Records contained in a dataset
--------------------

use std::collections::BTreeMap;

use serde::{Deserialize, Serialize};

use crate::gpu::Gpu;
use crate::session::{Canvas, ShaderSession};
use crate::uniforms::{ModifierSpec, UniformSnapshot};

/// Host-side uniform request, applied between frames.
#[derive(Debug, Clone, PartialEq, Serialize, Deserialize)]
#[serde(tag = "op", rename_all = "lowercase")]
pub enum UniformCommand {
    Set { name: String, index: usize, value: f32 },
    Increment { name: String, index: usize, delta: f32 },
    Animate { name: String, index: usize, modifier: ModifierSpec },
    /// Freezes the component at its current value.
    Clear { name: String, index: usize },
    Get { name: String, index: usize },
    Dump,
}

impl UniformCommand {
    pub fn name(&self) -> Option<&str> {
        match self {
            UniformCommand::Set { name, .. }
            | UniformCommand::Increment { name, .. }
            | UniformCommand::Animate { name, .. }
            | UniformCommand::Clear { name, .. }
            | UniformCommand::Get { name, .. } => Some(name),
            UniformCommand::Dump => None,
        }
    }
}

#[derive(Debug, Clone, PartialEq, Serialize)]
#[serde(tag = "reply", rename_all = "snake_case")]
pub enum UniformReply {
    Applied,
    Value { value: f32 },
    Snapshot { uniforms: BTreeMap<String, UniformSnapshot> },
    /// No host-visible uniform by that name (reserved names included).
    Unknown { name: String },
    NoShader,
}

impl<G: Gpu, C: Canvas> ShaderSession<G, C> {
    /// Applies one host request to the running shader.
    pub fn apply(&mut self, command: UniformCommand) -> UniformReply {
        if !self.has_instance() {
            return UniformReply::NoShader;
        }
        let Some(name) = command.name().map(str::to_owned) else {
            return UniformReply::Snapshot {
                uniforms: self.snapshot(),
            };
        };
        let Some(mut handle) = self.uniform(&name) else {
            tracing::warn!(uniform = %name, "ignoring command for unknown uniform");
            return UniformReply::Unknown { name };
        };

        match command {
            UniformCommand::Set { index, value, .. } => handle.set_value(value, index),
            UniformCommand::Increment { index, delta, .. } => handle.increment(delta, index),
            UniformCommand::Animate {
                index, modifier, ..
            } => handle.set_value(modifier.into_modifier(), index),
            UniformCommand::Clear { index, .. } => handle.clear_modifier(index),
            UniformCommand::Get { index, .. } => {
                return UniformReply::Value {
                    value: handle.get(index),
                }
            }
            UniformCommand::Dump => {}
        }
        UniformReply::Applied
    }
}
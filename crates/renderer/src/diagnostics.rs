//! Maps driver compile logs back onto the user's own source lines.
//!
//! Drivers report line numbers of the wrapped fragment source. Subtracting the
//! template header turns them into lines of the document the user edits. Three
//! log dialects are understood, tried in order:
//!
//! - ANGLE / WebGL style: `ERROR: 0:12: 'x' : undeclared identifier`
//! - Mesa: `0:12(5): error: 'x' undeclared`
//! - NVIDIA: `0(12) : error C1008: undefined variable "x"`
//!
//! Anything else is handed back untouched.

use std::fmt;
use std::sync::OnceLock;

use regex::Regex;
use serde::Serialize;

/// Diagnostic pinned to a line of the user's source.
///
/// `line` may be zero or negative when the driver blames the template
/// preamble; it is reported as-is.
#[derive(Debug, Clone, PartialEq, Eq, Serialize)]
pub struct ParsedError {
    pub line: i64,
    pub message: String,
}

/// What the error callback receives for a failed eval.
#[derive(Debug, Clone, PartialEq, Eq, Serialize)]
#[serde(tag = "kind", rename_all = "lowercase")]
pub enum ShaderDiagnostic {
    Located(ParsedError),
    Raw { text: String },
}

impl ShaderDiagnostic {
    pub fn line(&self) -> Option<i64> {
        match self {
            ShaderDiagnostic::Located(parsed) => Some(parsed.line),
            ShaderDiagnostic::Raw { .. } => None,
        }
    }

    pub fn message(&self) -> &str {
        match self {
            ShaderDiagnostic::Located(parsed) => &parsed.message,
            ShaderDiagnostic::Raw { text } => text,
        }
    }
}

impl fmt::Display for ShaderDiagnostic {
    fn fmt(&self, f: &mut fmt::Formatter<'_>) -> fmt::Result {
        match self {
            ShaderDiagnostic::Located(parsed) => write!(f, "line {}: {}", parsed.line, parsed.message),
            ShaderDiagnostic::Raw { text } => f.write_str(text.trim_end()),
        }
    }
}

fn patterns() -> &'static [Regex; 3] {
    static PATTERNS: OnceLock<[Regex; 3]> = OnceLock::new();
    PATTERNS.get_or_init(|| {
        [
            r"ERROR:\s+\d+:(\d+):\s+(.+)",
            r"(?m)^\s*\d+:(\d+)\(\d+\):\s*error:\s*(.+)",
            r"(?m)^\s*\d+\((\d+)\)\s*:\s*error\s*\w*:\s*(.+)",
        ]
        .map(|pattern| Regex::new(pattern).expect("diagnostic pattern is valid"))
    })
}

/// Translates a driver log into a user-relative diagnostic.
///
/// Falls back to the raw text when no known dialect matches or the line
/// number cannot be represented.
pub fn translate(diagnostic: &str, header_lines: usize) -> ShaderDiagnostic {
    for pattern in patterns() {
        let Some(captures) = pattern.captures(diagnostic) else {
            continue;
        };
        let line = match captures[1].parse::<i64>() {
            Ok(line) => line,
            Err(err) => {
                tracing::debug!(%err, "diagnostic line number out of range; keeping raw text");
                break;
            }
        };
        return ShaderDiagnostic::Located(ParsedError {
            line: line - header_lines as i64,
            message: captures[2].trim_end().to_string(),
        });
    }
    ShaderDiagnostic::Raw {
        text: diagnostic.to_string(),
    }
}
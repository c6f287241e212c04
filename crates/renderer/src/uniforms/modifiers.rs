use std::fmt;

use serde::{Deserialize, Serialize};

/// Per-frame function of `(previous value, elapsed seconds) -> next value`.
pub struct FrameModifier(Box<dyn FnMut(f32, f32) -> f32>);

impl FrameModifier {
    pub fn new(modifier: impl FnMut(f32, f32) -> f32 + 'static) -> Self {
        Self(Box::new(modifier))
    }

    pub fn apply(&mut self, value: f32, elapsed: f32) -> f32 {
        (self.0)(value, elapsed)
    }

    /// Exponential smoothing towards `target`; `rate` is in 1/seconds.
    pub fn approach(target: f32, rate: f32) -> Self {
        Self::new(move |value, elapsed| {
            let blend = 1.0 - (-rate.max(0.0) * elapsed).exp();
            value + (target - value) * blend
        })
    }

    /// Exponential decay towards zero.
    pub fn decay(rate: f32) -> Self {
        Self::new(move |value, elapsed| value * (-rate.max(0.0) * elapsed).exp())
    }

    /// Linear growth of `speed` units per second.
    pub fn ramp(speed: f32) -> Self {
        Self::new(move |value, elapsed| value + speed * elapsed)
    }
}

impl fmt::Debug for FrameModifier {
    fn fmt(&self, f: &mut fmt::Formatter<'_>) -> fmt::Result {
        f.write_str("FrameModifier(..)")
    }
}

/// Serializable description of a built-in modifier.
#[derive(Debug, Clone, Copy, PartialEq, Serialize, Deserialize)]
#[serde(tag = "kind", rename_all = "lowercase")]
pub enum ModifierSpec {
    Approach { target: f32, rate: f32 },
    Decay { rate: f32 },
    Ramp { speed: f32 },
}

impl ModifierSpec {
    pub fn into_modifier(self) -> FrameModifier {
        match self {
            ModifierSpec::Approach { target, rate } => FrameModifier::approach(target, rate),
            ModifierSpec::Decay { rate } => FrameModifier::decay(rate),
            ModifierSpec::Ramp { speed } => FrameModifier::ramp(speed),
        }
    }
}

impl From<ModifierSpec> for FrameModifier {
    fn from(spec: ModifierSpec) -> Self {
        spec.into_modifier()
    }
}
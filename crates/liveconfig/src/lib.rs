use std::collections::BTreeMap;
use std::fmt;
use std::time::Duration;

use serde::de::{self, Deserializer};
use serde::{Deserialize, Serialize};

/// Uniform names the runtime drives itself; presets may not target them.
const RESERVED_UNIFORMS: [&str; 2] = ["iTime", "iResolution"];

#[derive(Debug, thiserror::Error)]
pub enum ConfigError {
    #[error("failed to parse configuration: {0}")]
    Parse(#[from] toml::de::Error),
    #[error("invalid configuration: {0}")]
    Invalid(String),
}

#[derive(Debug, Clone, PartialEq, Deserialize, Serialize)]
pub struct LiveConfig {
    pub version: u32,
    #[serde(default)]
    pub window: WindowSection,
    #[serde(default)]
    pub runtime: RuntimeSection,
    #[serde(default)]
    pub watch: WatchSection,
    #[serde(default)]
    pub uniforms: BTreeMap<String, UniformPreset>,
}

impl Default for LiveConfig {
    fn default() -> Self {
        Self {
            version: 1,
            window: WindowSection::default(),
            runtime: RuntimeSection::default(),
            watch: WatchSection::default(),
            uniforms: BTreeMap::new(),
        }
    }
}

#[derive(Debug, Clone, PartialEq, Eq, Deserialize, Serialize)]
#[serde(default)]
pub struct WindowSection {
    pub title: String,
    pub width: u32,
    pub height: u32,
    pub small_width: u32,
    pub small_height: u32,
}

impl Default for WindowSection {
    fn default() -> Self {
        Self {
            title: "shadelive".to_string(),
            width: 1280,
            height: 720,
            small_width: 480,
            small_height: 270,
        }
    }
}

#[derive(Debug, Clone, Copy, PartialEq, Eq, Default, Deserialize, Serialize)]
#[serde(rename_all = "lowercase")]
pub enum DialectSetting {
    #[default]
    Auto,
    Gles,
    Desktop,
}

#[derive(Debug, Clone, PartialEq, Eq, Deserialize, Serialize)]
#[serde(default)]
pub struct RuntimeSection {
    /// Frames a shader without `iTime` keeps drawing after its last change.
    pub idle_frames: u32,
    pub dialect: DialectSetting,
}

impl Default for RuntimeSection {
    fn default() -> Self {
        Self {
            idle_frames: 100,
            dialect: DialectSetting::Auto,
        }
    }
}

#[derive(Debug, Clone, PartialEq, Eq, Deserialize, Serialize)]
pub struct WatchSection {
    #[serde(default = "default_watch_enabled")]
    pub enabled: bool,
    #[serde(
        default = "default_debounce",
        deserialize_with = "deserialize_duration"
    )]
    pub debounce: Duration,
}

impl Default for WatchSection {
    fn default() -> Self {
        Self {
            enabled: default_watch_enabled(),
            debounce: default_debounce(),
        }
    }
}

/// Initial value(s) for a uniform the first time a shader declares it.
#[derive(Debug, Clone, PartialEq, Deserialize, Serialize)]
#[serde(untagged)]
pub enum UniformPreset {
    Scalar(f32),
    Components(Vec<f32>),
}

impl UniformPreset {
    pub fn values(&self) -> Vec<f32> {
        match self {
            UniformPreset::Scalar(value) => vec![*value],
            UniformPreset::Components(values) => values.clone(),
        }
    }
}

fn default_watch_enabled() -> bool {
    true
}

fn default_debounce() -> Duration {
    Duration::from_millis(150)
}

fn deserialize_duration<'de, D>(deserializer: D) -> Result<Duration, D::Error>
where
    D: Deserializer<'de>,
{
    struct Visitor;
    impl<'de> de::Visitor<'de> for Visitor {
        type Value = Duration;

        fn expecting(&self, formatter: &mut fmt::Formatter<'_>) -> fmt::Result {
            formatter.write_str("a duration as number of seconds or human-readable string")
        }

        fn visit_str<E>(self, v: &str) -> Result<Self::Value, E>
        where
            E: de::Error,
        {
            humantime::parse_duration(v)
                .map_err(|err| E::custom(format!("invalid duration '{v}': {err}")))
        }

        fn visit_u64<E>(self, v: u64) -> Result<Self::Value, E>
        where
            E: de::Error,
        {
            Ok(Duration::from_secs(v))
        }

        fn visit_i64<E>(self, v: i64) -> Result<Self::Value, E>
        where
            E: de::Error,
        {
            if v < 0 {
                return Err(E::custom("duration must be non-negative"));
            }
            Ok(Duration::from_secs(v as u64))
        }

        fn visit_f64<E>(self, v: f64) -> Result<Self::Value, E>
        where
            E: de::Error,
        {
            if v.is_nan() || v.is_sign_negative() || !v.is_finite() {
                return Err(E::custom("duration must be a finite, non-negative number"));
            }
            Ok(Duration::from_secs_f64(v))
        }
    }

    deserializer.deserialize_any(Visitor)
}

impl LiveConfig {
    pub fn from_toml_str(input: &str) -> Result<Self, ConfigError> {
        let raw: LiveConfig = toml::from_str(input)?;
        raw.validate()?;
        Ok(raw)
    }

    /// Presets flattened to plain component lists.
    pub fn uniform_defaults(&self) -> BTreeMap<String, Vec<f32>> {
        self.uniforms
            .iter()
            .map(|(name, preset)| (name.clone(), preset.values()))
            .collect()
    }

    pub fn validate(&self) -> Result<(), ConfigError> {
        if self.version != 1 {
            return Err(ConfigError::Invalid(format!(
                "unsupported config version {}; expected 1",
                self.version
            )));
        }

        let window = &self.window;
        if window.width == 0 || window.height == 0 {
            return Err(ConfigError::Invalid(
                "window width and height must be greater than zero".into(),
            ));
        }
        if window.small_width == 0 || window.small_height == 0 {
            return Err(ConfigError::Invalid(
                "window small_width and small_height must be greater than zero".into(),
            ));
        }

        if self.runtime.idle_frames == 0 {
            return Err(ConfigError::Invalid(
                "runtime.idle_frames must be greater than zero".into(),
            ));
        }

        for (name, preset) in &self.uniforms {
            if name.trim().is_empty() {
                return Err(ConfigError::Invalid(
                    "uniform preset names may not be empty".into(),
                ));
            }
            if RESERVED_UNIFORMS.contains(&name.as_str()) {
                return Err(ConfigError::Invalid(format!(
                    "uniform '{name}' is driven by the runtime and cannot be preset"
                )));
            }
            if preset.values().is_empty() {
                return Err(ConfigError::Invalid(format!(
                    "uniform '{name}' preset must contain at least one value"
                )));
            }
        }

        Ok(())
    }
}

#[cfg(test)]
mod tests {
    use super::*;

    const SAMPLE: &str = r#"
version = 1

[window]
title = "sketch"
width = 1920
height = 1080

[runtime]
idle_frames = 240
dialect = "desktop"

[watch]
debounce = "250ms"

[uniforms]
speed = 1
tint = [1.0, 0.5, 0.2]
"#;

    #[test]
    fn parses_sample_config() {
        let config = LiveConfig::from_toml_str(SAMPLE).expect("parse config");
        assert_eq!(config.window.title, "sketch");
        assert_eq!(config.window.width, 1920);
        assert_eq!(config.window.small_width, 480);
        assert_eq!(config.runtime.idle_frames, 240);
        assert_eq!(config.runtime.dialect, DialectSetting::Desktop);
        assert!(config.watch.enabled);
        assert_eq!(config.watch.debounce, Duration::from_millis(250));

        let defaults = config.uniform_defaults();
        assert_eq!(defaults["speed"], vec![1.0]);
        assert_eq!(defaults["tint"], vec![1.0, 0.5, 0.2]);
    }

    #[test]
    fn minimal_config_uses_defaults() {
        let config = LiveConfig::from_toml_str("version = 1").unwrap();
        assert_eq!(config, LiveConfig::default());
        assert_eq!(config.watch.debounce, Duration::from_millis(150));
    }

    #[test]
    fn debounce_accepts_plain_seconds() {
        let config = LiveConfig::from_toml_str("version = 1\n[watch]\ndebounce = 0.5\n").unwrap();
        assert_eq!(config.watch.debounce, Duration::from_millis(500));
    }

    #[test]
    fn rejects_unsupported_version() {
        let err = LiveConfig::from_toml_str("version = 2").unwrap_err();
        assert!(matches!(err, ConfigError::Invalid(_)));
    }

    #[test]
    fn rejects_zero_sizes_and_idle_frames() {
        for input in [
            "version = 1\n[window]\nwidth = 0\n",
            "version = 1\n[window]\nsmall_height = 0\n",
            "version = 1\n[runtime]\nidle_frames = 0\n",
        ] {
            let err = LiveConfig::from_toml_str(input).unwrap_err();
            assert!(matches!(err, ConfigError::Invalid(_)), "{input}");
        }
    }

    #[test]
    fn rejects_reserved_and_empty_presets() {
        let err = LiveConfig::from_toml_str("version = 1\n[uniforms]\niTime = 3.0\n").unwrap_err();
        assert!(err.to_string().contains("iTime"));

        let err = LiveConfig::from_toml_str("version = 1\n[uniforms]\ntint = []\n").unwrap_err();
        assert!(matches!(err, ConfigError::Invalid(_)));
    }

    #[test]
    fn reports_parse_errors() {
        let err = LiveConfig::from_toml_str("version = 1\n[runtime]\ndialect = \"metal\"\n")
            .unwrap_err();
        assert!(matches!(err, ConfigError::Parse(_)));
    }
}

--------------------

What is needed - Your answer must be the lines from the first line of the records through the line containing "#[derive(Debug, Clone, PartialEq, Serialize, Deserialize)]", copied exactly.

Result of the exercise -
use std::collections::BTreeMap;

use serde::{Deserialize, Serialize};

use crate::gpu::Gpu;
use crate::session::{Canvas, ShaderSession};
use crate::uniforms::{ModifierSpec, UniformSnapshot};

/// Host-side uniform request, applied between frames.
#[derive(Debug, Clone, PartialEq, Serialize, Deserialize)]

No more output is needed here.